They have my e-mail address, my calendar, my documents, my spreadsheets, my bookmarks, my address (Google maps), pictures of my house (Google streetview), my list of friends (Orkut), my blog (Blogger), my pictures (Picasa), my videos (Youtube), my website (Googlepages), my mailing lists (Google groups), my sales history (Google checkout), my local files (Google desktop), my medical records (Google Health), my Cell number (Google SMS), my chat history (Google talk), my RSS feeds list (Google news reader), my open source project collaboration (Google code), my notes (Google notebook)
They own the database, they could sell or outsource every bit of it to third parties at will.
If they let an untrusted party access to their DB, privacy is severely compromised for users of their services.
"Their greatest coup to date was preventing Google from rescuing Yahoo."
Poor Google.

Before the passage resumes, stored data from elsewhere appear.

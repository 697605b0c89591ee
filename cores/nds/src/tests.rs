// Unless otherwise noted, this file is released and thus subject to the
// terms of the Mozilla Public License Version 2.0 (MPL2). Also, it is
// "Incompatible With Secondary Licenses", as defined by the MPL2.
// If a copy of the MPL2 was not distributed with this file, you can
// obtain one at https://mozilla.org/MPL/2.0/.

//! System-level tests running machine code on the assembled console.

use arm_core::{
    state::{Flag, Mode},
    Address, Cpu, Interrupt,
};
use common::numutil::NumExt;

use crate::Nds;

const CODE9: u32 = 0x0200_0000;

fn with_code9(code: &[u32]) -> Box<Nds> {
    let mut ds = Box::<Nds>::default();
    for (i, op) in code.iter().enumerate() {
        ds.nds9().set(Address(CODE9 + (i as u32) * 4), *op);
    }
    ds.cpu9.registers[15] = CODE9 + 4;
    ds.cpu9.invalidate_pipeline();
    ds
}

fn run9(ds: &mut Nds, count: usize) {
    for _ in 0..count {
        ds.nds9().continue_running();
    }
}

#[test]
fn reset_points_cores_at_their_vectors() {
    let mut ds = Box::<Nds>::default();
    // One fetch ahead of the reset vector on both cores: the ARM9 uses
    // the high vector base, the ARM7 the low one.
    assert_eq!(ds.cpu9.pc().0, 0xFFFF_0004);
    assert_eq!(ds.cpu7.pc().0, 0x0000_0004);

    ds.cpu9.registers[0] = 77;
    ds.reset();
    assert_eq!(ds.cpu9.registers[0], 0);
    assert_eq!(ds.cpu9.pc().0, 0xFFFF_0004);
}

#[test]
fn arithmetic_on_main_ram() {
    // mov r0, #1; mov r1, #2; add r2, r0, r1
    let mut ds = with_code9(&[0xE3A0_0001, 0xE3A0_1002, 0xE080_2001]);
    run9(&mut ds, 3);
    assert_eq!(ds.cpu9.registers[2], 3);
    assert_eq!(ds.cpu9.pc().0, CODE9 + 4 + 12);
}

#[test]
fn misaligned_word_load_rotates() {
    // ldr r0, [r1] with r1 = 0x02000001
    let mut ds = with_code9(&[0xE591_0000]);
    ds.nds9().set::<u32>(Address(0x0200_1000), 0x1122_3344);
    ds.cpu9.registers[1] = 0x0200_1001;
    run9(&mut ds, 1);
    assert_eq!(ds.cpu9.registers[0], 0x1122_3344u32.rotate_right(8));
}

#[test]
fn stm_stores_old_base() {
    // stmia r0!, {r0, r1}
    let mut ds = with_code9(&[0xE8A0_0003]);
    ds.cpu9.registers[0] = 0x0200_1000;
    ds.cpu9.registers[1] = 0x1111_1111;
    run9(&mut ds, 1);
    assert_eq!(ds.nds9().get::<u32>(Address(0x0200_1000)), 0x0200_1000);
    assert_eq!(ds.nds9().get::<u32>(Address(0x0200_1004)), 0x1111_1111);
    assert_eq!(ds.cpu9.registers[0], 0x0200_1008);
}

#[test]
fn ldr_pc_interworks() {
    // ldr pc, [r0]
    let mut ds = with_code9(&[0xE590_F000]);
    ds.nds9().set::<u32>(Address(0x0200_2000), 0x0200_0001);
    ds.cpu9.registers[0] = 0x0200_2000;
    run9(&mut ds, 1);
    assert!(ds.cpu9.is_flag(Flag::Thumb));
    assert_eq!(ds.cpu9.pc().0, 0x0200_0002);
}

#[test]
fn open_bus_reads_last_fetched_opcode() {
    // ldr r0, [r1] from unmapped space; the marker is in the prefetch
    // slot while the load runs
    let mut ds = with_code9(&[0xE591_0000, 0xE1A0_0000, 0xE1A0_C00C]);
    ds.cpu9.registers[1] = 0x0900_0000;
    run9(&mut ds, 1);
    assert_eq!(ds.cpu9.registers[0], 0xE1A0_C00C);
}

#[test]
fn ipc_fifo_and_sync() {
    let mut ds = Box::<Nds>::default();
    // Enable both FIFOs
    ds.nds9().set::<u16>(Address(0x0400_0184), 0x8000);
    ds.nds7().set::<u16>(Address(0x0400_0184), 0x8000);

    // ARM9 -> ARM7 word
    ds.nds9().set::<u32>(Address(0x0400_0188), 0xDEAD_BEEF);
    assert_eq!(ds.nds7().get::<u32>(Address(0x0410_0000)), 0xDEAD_BEEF);

    // ARM9 listens for IPCSYNC, ARM7 pulses it
    ds.nds9().set::<u16>(Address(0x0400_0180), 0x4000);
    ds.nds9()
        .set::<u32>(Address(0x0400_0210), 1 << Interrupt::IpcSync as u16);
    ds.nds9().set::<u32>(Address(0x0400_0208), 1);
    assert!(!ds.cpu9.irq_line());

    ds.nds7().set::<u16>(Address(0x0400_0180), 0x2000);
    assert!(ds.cpu9.irq_line());

    // Acknowledging IF drops the line again
    ds.nds9()
        .set::<u32>(Address(0x0400_0214), 1 << Interrupt::IpcSync as u16);
    assert!(!ds.cpu9.irq_line());
}

#[test]
fn gx_packed_command_executes_in_one_cycle() {
    let mut ds = Box::<Nds>::default();
    ds.cpu7.halt_on_irq();
    ds.cpu9.halt_on_irq();

    // A packed word holding MTX_MODE, then its parameter
    ds.nds9().set::<u32>(Address(0x0400_0400), 0x0000_0010);
    ds.nds9().set::<u32>(Address(0x0400_0400), 0x0000_0002);
    assert_eq!(ds.gx.pipe_contents(), vec![(0x10, 2)]);
    assert!(ds.gx.is_busy());

    ds.step(4);
    assert!(!ds.gx.is_busy());
    assert_eq!(ds.gx.counts(), (0, 0));
}

#[test]
fn gx_command_port_and_status() {
    let mut ds = Box::<Nds>::default();
    ds.cpu7.halt_on_irq();
    ds.cpu9.halt_on_irq();

    // VTX_16 through its port, starved with one of two parameters
    ds.nds9().set::<u32>(Address(0x0400_048C), 0xAAAA);
    ds.step(4);
    assert!(!ds.gx.is_busy());
    assert_eq!(ds.gx.counts(), (1, 0));

    ds.nds9().set::<u32>(Address(0x0400_048C), 0xBBBB);
    ds.step(4);
    assert_eq!(ds.gx.counts(), (0, 0));
}

#[test]
fn gx_empty_irq_is_level_sensitive() {
    let mut ds = Box::<Nds>::default();
    // Select the "FIFO empty" IRQ condition; it holds immediately
    ds.nds9().set::<u32>(Address(0x0400_0600), 2 << 30);
    assert!(ds
        .cpu9
        .intr
        .if_
        .is_bit(Interrupt::GeometryFifo as u16));
}

#[test]
fn wram_banking_switches_owner() {
    let mut ds = Box::<Nds>::default();
    // Give all of shared WRAM to the ARM7
    ds.nds9().set::<u8>(Address(0x0400_0247), 3);
    ds.nds7().set::<u32>(Address(0x0300_0000), 0xCAFE_BABE);
    assert_eq!(ds.nds7().get::<u32>(Address(0x0300_0000)), 0xCAFE_BABE);
    assert_eq!(ds.nds9().get::<u32>(Address(0x0300_0000)), 0);
    assert_eq!(ds.nds7().get::<u8>(Address(0x0400_0241)), 3);
}

#[test]
fn haltcnt_halts_the_arm7() {
    let mut ds = Box::<Nds>::default();
    ds.nds7().set::<u8>(Address(0x0400_0301), 0x80);
    assert!(ds.cpu7.is_halted);
    ds.nds7().request_interrupt(Interrupt::VBlank);
    assert!(!ds.cpu7.is_halted);
}

#[test]
fn step_consumes_the_cycle_budget() {
    let mut ds = Box::<Nds>::default();
    ds.cpu7.halt_on_irq();
    ds.cpu9.halt_on_irq();
    ds.step(500);
    assert!(ds.scheduler.now() >= 500);
    assert_eq!(ds.time_7, ds.scheduler.now());
}

#[test]
fn direct_boot_loads_header_binaries() {
    fn put32(rom: &mut [u8], at: usize, value: u32) {
        rom[at..at + 4].copy_from_slice(&value.to_le_bytes());
    }

    let mut rom = vec![0u8; 0x1000];
    put32(&mut rom, 0x20, 0x400); // ARM9 binary offset
    put32(&mut rom, 0x24, 0x0200_0000); // entry
    put32(&mut rom, 0x28, 0x0200_0000); // RAM address
    put32(&mut rom, 0x2C, 8); // size
    put32(&mut rom, 0x30, 0x600); // ARM7 binary offset
    put32(&mut rom, 0x34, 0x0380_0000); // entry
    put32(&mut rom, 0x38, 0x0380_0000); // RAM address
    put32(&mut rom, 0x3C, 4); // size
    put32(&mut rom, 0x400, 0xE3A0_0001); // mov r0, #1
    put32(&mut rom, 0x404, 0xEAFF_FFFE); // b .
    put32(&mut rom, 0x600, 0xEAFF_FFFE); // b .

    let mut ds = Box::<Nds>::default();
    ds.load_rom(rom);
    ds.direct_boot();

    assert_eq!(ds.nds9().get::<u32>(Address(0x0200_0000)), 0xE3A0_0001);
    assert_eq!(ds.nds7().get::<u32>(Address(0x0380_0000)), 0xEAFF_FFFE);
    assert_eq!(ds.cpu9.pc().0, 0x0200_0004);
    assert_eq!(ds.cpu7.pc().0, 0x0380_0004);
    assert_eq!(ds.cpu9.mode(), Mode::System);
    assert_eq!(ds.cpu9.sp().0, 0x0300_2F7C);

    run9(&mut ds, 1);
    assert_eq!(ds.cpu9.registers[0], 1);
}

#[test]
#[should_panic]
fn direct_boot_rejects_malformed_rom() {
    let mut ds = Box::<Nds>::default();
    ds.load_rom(vec![0; 0x100]);
    ds.direct_boot();
}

Selflessly throwing a lifeline to troubled Yahoo without a thought for their own safety or position. And do people thank them for it? Noooo. You'd think they were doing it for their own benefit.
I see no sense in mistrusting one large organization that keeps your virtual goods, while trusting another organization with your material wealth. If you mistrust Google, shouldn't you keep all your money under the mattress or buried in the garden?
i must be dreaming...
it would have taken a few years to integrate everything of worth of yahoo into google, let yahoo inc by services fron the mother, and then split of the rest of yahoo.... In the end a only the domain name would have been left.
Whether or not Microsoft or anyone else is trying to "kill Google" doesn't change whether or not Google is trampling on privacy.
I for one don't trust ANY company to do anything except look out for its own interests.
The idea that Microsoft is bad, therefore Google is good is silly. They are both large corporations. Both want to find ways to get you to send them your money. Heck, I would love to find a way to convince you to send me your money. I find it disturbing that so many people seem to trust Google to the extent they seem to trust them.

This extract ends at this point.